Several graves (3rd to 5th centuries) were found in Buzău, as well as coins that prove the presence of a settlement on the territory of the modern city.
The earliest mention of Buzău as a market town (târg) and customs station is found in a document, dated January 31, 1431, and issued by Dan II, voivod of Wallachia. The document stated that salesmen from Brașov were free to trade in several Wallachian towns (Buzău, among them) just as they were during the reign of Mircea cel Bătrân. These privileges have been later reinforced by Vlad III the Impaler, who stated that the roads to be taken by the salesmen were to be: via Rucăr, Prahova, Teleajen or Buzău.[1] Gustav Treiber, in his work Buzau, published in Siebenbürgische Vierteljahrsschrift (1935), states that prior to the 12th century, the city was surrounded by a wall with four gates towards the four main directions.

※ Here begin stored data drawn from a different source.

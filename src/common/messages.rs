//! # Message Protocol
//!
//! Defines the wire types exchanged between the discovery client and the
//! matching service:
//! - The request payload built from device telemetry ([`DiscoveryRequest`])
//! - The two unary operations, `FindCloudlet` and `VerifyLocation`
//! - Their replies, each carrying an explicit status
//!
//! Messages are serialized to JSON and sent over TCP with a 4-byte length prefix.

use serde::{Deserialize, Serialize};

/// Protocol version stamped on every request.
pub const PROTOCOL_VERSION: u32 = 5;

// ============================================================================
// REQUEST PAYLOAD
// ============================================================================

/// A point-in-time location fix.
///
/// Every field is always present on the wire. When the location provider has
/// no fix, all fields are `0.0` rather than omitted.
#[derive(Debug, Clone, Copy, Default, PartialEq, Serialize, Deserialize)]
pub struct LocationSample {
    /// Latitude in degrees
    pub latitude: f64,
    /// Longitude in degrees
    pub longitude: f64,
    /// Horizontal accuracy radius in meters
    pub horizontal_accuracy: f64,
    /// Vertical accuracy in meters
    pub vertical_accuracy: f64,
    /// Altitude in meters
    pub altitude: f64,
    /// Bearing in degrees
    pub course: f64,
    /// Ground speed in meters per second
    pub speed: f64,
}

impl LocationSample {
    /// A fix with only a position and horizontal accuracy, remaining fields zero.
    pub fn new(latitude: f64, longitude: f64, horizontal_accuracy: f64) -> Self {
        Self {
            latitude,
            longitude,
            horizontal_accuracy,
            ..Self::default()
        }
    }
}

/// Kind of subscriber identifier carried in [`CarrierIdentity::id`].
///
/// Only MSISDN-style subscriber numbers are currently supported.
#[derive(Debug, Clone, Copy, Default, PartialEq, Eq, Serialize, Deserialize)]
pub enum IdType {
    #[default]
    Msisdn,
}

/// Network identity of the device as reported by the telephony provider.
///
/// Any field may be empty when the provider cannot supply it.
#[derive(Debug, Clone, Default, PartialEq, Serialize, Deserialize)]
pub struct CarrierIdentity {
    pub id_type: IdType,
    /// Subscriber number, empty when unavailable
    pub id: String,
    /// Mobile network code
    pub mnc: String,
    /// Mobile country code
    pub mcc: String,
    /// Human-readable operator name
    pub operator_name: String,
}

/// Serving or neighbouring cell identifiers. Zero when unknown.
#[derive(Debug, Clone, Copy, Default, PartialEq, Eq, Serialize, Deserialize)]
pub struct CellTowerInfo {
    pub cell_id: u32,
    pub location_area_code: u32,
}

/// Identity of the calling application.
#[derive(Debug, Clone, Default, PartialEq, Serialize, Deserialize)]
pub struct ApplicationContext {
    /// Display label of the application
    pub label: String,
    /// Identifier the service uses to pick the right edge deployment
    pub app_id: String,
}

/// The request sent to both discovery operations.
///
/// Built once per attempt from fresh telemetry and never reused.
#[derive(Debug, Clone, PartialEq, Serialize, Deserialize)]
pub struct DiscoveryRequest {
    /// Protocol version, never zero
    pub ver: u32,
    pub carrier: CarrierIdentity,
    pub tower: CellTowerInfo,
    /// Application identifier, never empty
    pub app_id: String,
    pub app_label: String,
    /// Protocol the client intends to reach the cloudlet with (e.g. "http")
    pub protocol: String,
    /// Port the client intends to reach the cloudlet on
    pub server_port: u16,
    pub gps_location: LocationSample,
}

// ============================================================================
// REPLY PAYLOAD
// ============================================================================

/// Outcome reported by the service for a `FindCloudlet` call.
#[derive(Debug, Clone, Copy, Default, PartialEq, Eq, Serialize, Deserialize)]
pub enum FindStatus {
    #[default]
    Unknown,
    Found,
    NotFound,
}

/// Whether the device is attached to the tower named in the request.
#[derive(Debug, Clone, Copy, Default, PartialEq, Eq, Serialize, Deserialize)]
pub enum TowerStatus {
    #[default]
    Unknown,
    ConnectedToSpecifiedTower,
    NotConnectedToSpecifiedTower,
}

/// Carrier-side judgement of the reported GPS location.
#[derive(Debug, Clone, Copy, Default, PartialEq, Eq, Serialize, Deserialize)]
pub enum GpsLocationStatus {
    #[default]
    Unknown,
    Verified,
    MismatchSameCountry,
    MismatchOtherCountry,
    RoamingCountryMatch,
    RoamingCountryMismatch,
    ErrorUnauthorized,
    ErrorOther,
}

/// The nearest cloudlet able to serve the application.
#[derive(Debug, Clone, PartialEq, Eq, Serialize, Deserialize)]
pub struct CloudletResponse {
    /// Host name or address of the cloudlet
    pub server: String,
    /// Service path on that host
    pub service: String,
}

// ============================================================================
// MESSAGE TYPES
// ============================================================================

/// Core message enum for all communication with the discovery service
#[derive(Debug, Clone, PartialEq, Serialize, Deserialize)]
pub enum Message {
    /// **Find Cloudlet Request**
    ///
    /// Asks the service for the nearest cloudlet that can serve `request.app_id`.
    FindCloudlet { request: DiscoveryRequest },

    /// **Verify Location Request**
    ///
    /// Asks the service to check `request.gps_location` against the carrier's
    /// own view of the device.
    VerifyLocation { request: DiscoveryRequest },

    /// **Cloudlet Reply**
    ///
    /// # Fields
    /// - `ver`: Protocol version of the reply
    /// - `status`: `Found` only when `server`/`service` are meaningful
    /// - `server`: Host of the selected cloudlet
    /// - `service`: Path of the service on that host
    CloudletReply {
        ver: u32,
        status: FindStatus,
        server: String,
        service: String,
    },

    /// **Verify Reply**
    ///
    /// # Fields
    /// - `ver`: Protocol version of the reply
    /// - `tower_status`: Tower attachment result
    /// - `gps_location_status`: Location judgement, the trust decision
    /// - `gps_location_accuracy_km`: Radius the location was verified within,
    ///   negative when no verification was performed
    VerifyReply {
        ver: u32,
        tower_status: TowerStatus,
        gps_location_status: GpsLocationStatus,
        gps_location_accuracy_km: f64,
    },

    /// **Error Reply**
    ///
    /// Sent by the service when it cannot process a request.
    Error { message: String },
}

impl Message {
    /// Serialize a message to JSON bytes for transmission over the network.
    pub fn to_bytes(&self) -> serde_json::Result<Vec<u8>> {
        serde_json::to_vec(self)
    }

    /// Deserialize a message from JSON bytes received from the network.
    pub fn from_bytes(bytes: &[u8]) -> serde_json::Result<Self> {
        serde_json::from_slice(bytes)
    }

    /// Operation name used in log lines.
    pub fn name(&self) -> &'static str {
        match self {
            Message::FindCloudlet { .. } => "FindCloudlet",
            Message::VerifyLocation { .. } => "VerifyLocation",
            Message::CloudletReply { .. } => "CloudletReply",
            Message::VerifyReply { .. } => "VerifyReply",
            Message::Error { .. } => "Error",
        }
    }
}

#[cfg(test)]
mod tests {
    use super::*;

    #[test]
    fn empty_location_keeps_every_field_on_the_wire() {
        let value = serde_json::to_value(LocationSample::default()).unwrap();
        let fields = value.as_object().unwrap();

        assert_eq!(fields.len(), 7);
        for (name, field) in fields {
            assert_eq!(field.as_f64(), Some(0.0), "field {} not zero", name);
        }
    }

    #[test]
    fn reply_decodes_from_service_json() {
        let raw = br#"{"CloudletReply":{"ver":5,"status":"Found","server":"edge1.example.com","service":"/api/detect"}}"#;
        let msg = Message::from_bytes(raw).unwrap();

        assert_eq!(
            msg,
            Message::CloudletReply {
                ver: 5,
                status: FindStatus::Found,
                server: "edge1.example.com".to_string(),
                service: "/api/detect".to_string(),
            }
        );
        assert_eq!(msg.name(), "CloudletReply");
    }
}
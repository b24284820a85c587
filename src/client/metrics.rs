use serde::{Deserialize, Serialize};
use std::collections::HashMap;
use std::fs::{self, File};
use std::io::Write;
use std::path::Path;
use std::time::{Duration, Instant};

use crate::common::error::DiscoveryError;

/// Which facade operation a metric belongs to.
#[derive(Debug, Clone, Copy, PartialEq, Eq, Hash, Serialize, Deserialize)]
pub enum Operation {
    FindCloudlet,
    VerifyLocation,
}

#[derive(Debug, Clone, Serialize, Deserialize)]
pub struct CallMetric {
    pub operation: Operation,
    pub started_at_ms: u64, // milliseconds since epoch
    pub latency_ms: u64,
    pub success: bool,
    pub failure_kind: Option<String>,
}

#[derive(Debug, Default, Serialize, Deserialize)]
pub struct AggregatedStats {
    pub total_calls: usize,
    pub successful_calls: usize,
    pub failed_calls: usize,
    pub failure_rate: f64,

    // Latency of successful calls (milliseconds)
    pub latency_min_ms: u64,
    pub latency_max_ms: u64,
    pub latency_avg_ms: f64,
    pub latency_p50_ms: u64,
    pub latency_p95_ms: u64,
    pub latency_p99_ms: u64,

    pub operations: HashMap<Operation, OperationStats>,

    // Failures keyed by DiscoveryError::kind
    pub failure_kinds: HashMap<String, usize>,
}

/// Breakdown for one operation. Latencies cover successful calls only.
#[derive(Debug, Default, Clone, PartialEq, Serialize, Deserialize)]
pub struct OperationStats {
    pub calls: usize,
    pub failed_calls: usize,
    pub latency_p50_ms: u64,
    pub latency_p95_ms: u64,
}

#[derive(Debug)]
pub struct CallMetrics {
    client_name: String,
    start_time: Instant,
    calls: Vec<CallMetric>,
}

impl CallMetrics {
    pub fn new(client_name: String) -> Self {
        Self {
            client_name,
            start_time: Instant::now(),
            calls: Vec::new(),
        }
    }

    pub fn record_call(
        &mut self,
        operation: Operation,
        latency: Duration,
        failure: Option<&DiscoveryError>,
    ) {
        let started_at_ms = std::time::SystemTime::now()
            .checked_sub(latency)
            .and_then(|t| t.duration_since(std::time::UNIX_EPOCH).ok())
            .map(|d| d.as_millis() as u64)
            .unwrap_or_default();

        self.calls.push(CallMetric {
            operation,
            started_at_ms,
            latency_ms: latency.as_millis() as u64,
            success: failure.is_none(),
            failure_kind: failure.map(|e| e.kind().to_string()),
        });
    }

    pub fn calls(&self) -> &[CallMetric] {
        &self.calls
    }

    pub fn aggregate(&self) -> AggregatedStats {
        let mut stats = AggregatedStats::default();

        if self.calls.is_empty() {
            return stats;
        }

        stats.total_calls = self.calls.len();
        stats.successful_calls = self.calls.iter().filter(|c| c.success).count();
        stats.failed_calls = stats.total_calls - stats.successful_calls;
        stats.failure_rate = (stats.failed_calls as f64 / stats.total_calls as f64) * 100.0;

        let mut latencies: Vec<u64> = self
            .calls
            .iter()
            .filter(|c| c.success)
            .map(|c| c.latency_ms)
            .collect();

        latencies.sort_unstable();
        if let (Some(&min), Some(&max)) = (latencies.first(), latencies.last()) {
            stats.latency_min_ms = min;
            stats.latency_max_ms = max;
            stats.latency_avg_ms =
                latencies.iter().sum::<u64>() as f64 / latencies.len() as f64;

            stats.latency_p50_ms = percentile(&latencies, 50.0);
            stats.latency_p95_ms = percentile(&latencies, 95.0);
            stats.latency_p99_ms = percentile(&latencies, 99.0);
        }

        let mut per_operation: HashMap<Operation, Vec<u64>> = HashMap::new();
        for call in &self.calls {
            let entry = stats.operations.entry(call.operation).or_default();
            entry.calls += 1;
            if call.success {
                per_operation
                    .entry(call.operation)
                    .or_default()
                    .push(call.latency_ms);
            } else {
                entry.failed_calls += 1;
            }
        }
        for (operation, mut latencies) in per_operation {
            latencies.sort_unstable();
            if let Some(entry) = stats.operations.get_mut(&operation) {
                entry.latency_p50_ms = percentile(&latencies, 50.0);
                entry.latency_p95_ms = percentile(&latencies, 95.0);
            }
        }

        for kind in self.calls.iter().filter_map(|c| c.failure_kind.as_ref()) {
            *stats.failure_kinds.entry(kind.clone()).or_insert(0) += 1;
        }

        stats
    }

    /// Write the aggregated stats to `path`, creating missing parent directories.
    pub fn export_to_json<P: AsRef<Path>>(&self, path: P) -> std::io::Result<()> {
        let path = path.as_ref();
        if let Some(parent) = path.parent() {
            fs::create_dir_all(parent)?;
        }
        let stats = self.aggregate();

        let output = serde_json::json!({
            "client_name": self.client_name,
            "run_duration_secs": self.start_time.elapsed().as_secs(),
            "aggregated_stats": stats,
        });

        let json_string = serde_json::to_string_pretty(&output)?;
        let mut file = File::create(path)?;
        file.write_all(json_string.as_bytes())?;

        Ok(())
    }
}

/// Nearest-rank percentile over ascending `sorted` latencies.
fn percentile(sorted: &[u64], pct: f64) -> u64 {
    if sorted.is_empty() {
        return 0;
    }

    let rank = (pct / 100.0 * sorted.len() as f64).ceil() as usize;
    sorted[rank.saturating_sub(1).min(sorted.len() - 1)]
}

#[cfg(test)]
mod tests {
    use super::*;

    #[test]
    fn percentile_uses_nearest_rank() {
        let latencies: Vec<u64> = (1..=10).map(|n| n * 10).collect();
        assert_eq!(percentile(&latencies, 50.0), 50);
        assert_eq!(percentile(&latencies, 95.0), 100);
        assert_eq!(percentile(&latencies, 0.0), 10);
        assert_eq!(percentile(&[], 99.0), 0);
    }

    #[test]
    fn aggregation_splits_operations_and_failure_kinds() {
        let mut metrics = CallMetrics::new("TestClient".to_string());
        let timeout = DiscoveryError::DeadlineExceeded(Duration::from_secs(10));
        let refused = DiscoveryError::Transport("connection refused".to_string());

        for ms in [40, 60, 90] {
            metrics.record_call(Operation::FindCloudlet, Duration::from_millis(ms), None);
        }
        metrics.record_call(Operation::FindCloudlet, Duration::from_millis(3), Some(&refused));
        metrics.record_call(Operation::FindCloudlet, Duration::from_millis(5), Some(&refused));
        metrics.record_call(Operation::VerifyLocation, Duration::from_millis(20), None);
        metrics.record_call(Operation::VerifyLocation, Duration::from_secs(10), Some(&timeout));
        metrics.record_call(
            Operation::VerifyLocation,
            Duration::from_millis(15),
            Some(&DiscoveryError::NoCloudlet),
        );

        let stats = metrics.aggregate();

        assert_eq!(stats.total_calls, 8);
        assert_eq!(stats.successful_calls, 4);
        assert_eq!(stats.failed_calls, 4);
        assert_eq!(stats.failure_rate, 50.0);
        assert_eq!(stats.latency_min_ms, 20);
        assert_eq!(stats.latency_max_ms, 90);

        assert_eq!(
            stats.operations[&Operation::FindCloudlet],
            OperationStats {
                calls: 5,
                failed_calls: 2,
                latency_p50_ms: 60,
                latency_p95_ms: 90,
            }
        );
        assert_eq!(
            stats.operations[&Operation::VerifyLocation],
            OperationStats {
                calls: 3,
                failed_calls: 2,
                latency_p50_ms: 20,
                latency_p95_ms: 20,
            }
        );

        assert_eq!(stats.failure_kinds.len(), 3);
        assert_eq!(stats.failure_kinds.get("transport"), Some(&2));
        assert_eq!(stats.failure_kinds.get("deadline_exceeded"), Some(&1));
        assert_eq!(stats.failure_kinds.get("no_cloudlet"), Some(&1));
    }

    #[test]
    fn operation_without_successes_reports_zero_latency() {
        let mut metrics = CallMetrics::new("TestClient".to_string());
        let rejected = DiscoveryError::Rejected("unauthorized".to_string());
        metrics.record_call(Operation::VerifyLocation, Duration::from_millis(8), Some(&rejected));

        let stats = metrics.aggregate();
        assert_eq!(
            stats.operations[&Operation::VerifyLocation],
            OperationStats {
                calls: 1,
                failed_calls: 1,
                latency_p50_ms: 0,
                latency_p95_ms: 0,
            }
        );
        assert_eq!(stats.latency_p99_ms, 0);
    }

    #[test]
    fn export_creates_missing_directories() {
        let mut metrics = CallMetrics::new("TestClient".to_string());
        metrics.record_call(Operation::VerifyLocation, Duration::from_millis(12), None);

        let dir = tempfile::tempdir().unwrap();
        let path = dir.path().join("metrics").join("client.json");
        metrics.export_to_json(&path).unwrap();

        let written: serde_json::Value =
            serde_json::from_str(&std::fs::read_to_string(&path).unwrap()).unwrap();
        assert_eq!(written["client_name"], "TestClient");
        assert_eq!(written["aggregated_stats"]["total_calls"], 1);
        assert_eq!(
            written["aggregated_stats"]["operations"]["VerifyLocation"]["calls"],
            1
        );
    }
}
use axum::{
    Json,
    http::StatusCode,
    response::{IntoResponse, Response},
};
use serde_json::json;
use thiserror::Error;
use tracing::error;

use crate::{format::QualityError, yt_dlp::ExtractError};

#[derive(Debug, Error)]
pub enum AppError {
    #[error(transparent)]
    Quality(#[from] QualityError),
    #[error("{0}")]
    BadRequest(String),
    #[error("{0}")]
    NotFound(&'static str),
    #[error(transparent)]
    Extract(#[from] ExtractError),
    #[error("host cpu usage at {0:.0}%")]
    Busy(f32),
    #[error("upstream request failed: {0}")]
    Upstream(#[from] reqwest::Error),
    #[error("io error: {0}")]
    Io(#[from] std::io::Error),
}

impl AppError {
    fn status(&self) -> StatusCode {
        match self {
            AppError::Quality(_) | AppError::BadRequest(_) => StatusCode::BAD_REQUEST,
            AppError::NotFound(_) => StatusCode::NOT_FOUND,
            AppError::Extract(ExtractError::Timeout(_)) => StatusCode::GATEWAY_TIMEOUT,
            AppError::Extract(_) | AppError::Io(_) => StatusCode::INTERNAL_SERVER_ERROR,
            AppError::Busy(_) => StatusCode::SERVICE_UNAVAILABLE,
            AppError::Upstream(_) => StatusCode::BAD_GATEWAY,
        }
    }
}

impl IntoResponse for AppError {
    fn into_response(self) -> Response {
        let status = self.status();
        if status.is_server_error() {
            error!("request failed: {self}");
        }

        let body = match &self {
            AppError::Busy(_) => json!({ "status": "blocked", "reason": "high_cpu" }),
            AppError::Extract(ExtractError::NonZeroExit { stderr, .. }) => json!({
                "status": "error",
                "reason": self.to_string(),
                "stderr": stderr,
            }),
            _ => json!({ "status": "error", "reason": self.to_string() }),
        };
        (status, Json(body)).into_response()
    }
}

pub type AppResult<T> = Result<T, AppError>;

In 1500, Radu cel Mare created The Bishopric of Buzău, making the town a spiritual center of Eastern Wallachia. In 1507, Buzău appears (under the name of Boza) for the first time on a map, made by Nicolaus Germanus. At the time, the city was the 4th largest city of Wallachia, and an important trade partner of Brașov. Between 1503 and 1515, the salesmen from Buzău traded merchandise worth 2,245,835 aspres (an Ottoman currency). A document dated 1536 shows that the town was administered by one județ (mayor) and 12 elected pârgari (city councillors).[2] Tunnels dating back to the 16th century connect the bishopric's complex, the city center and the Crâng Park (at the time, only a large forest at the town's outskirts). Their role was to store supply and evacuate people in case of danger.[2]
In 1571, the Banu monastery was erected. The monastery's name, "Banu", indicates the nobility title of its builder, ban Andronic Cantacuzino. The monastery church was rebuilt by Andreiana, wife of Șerban Cantacuzino, in 1722. After the monastic assets secularizing act of 1863, the monastery was dismantled; its church, however, was sparred.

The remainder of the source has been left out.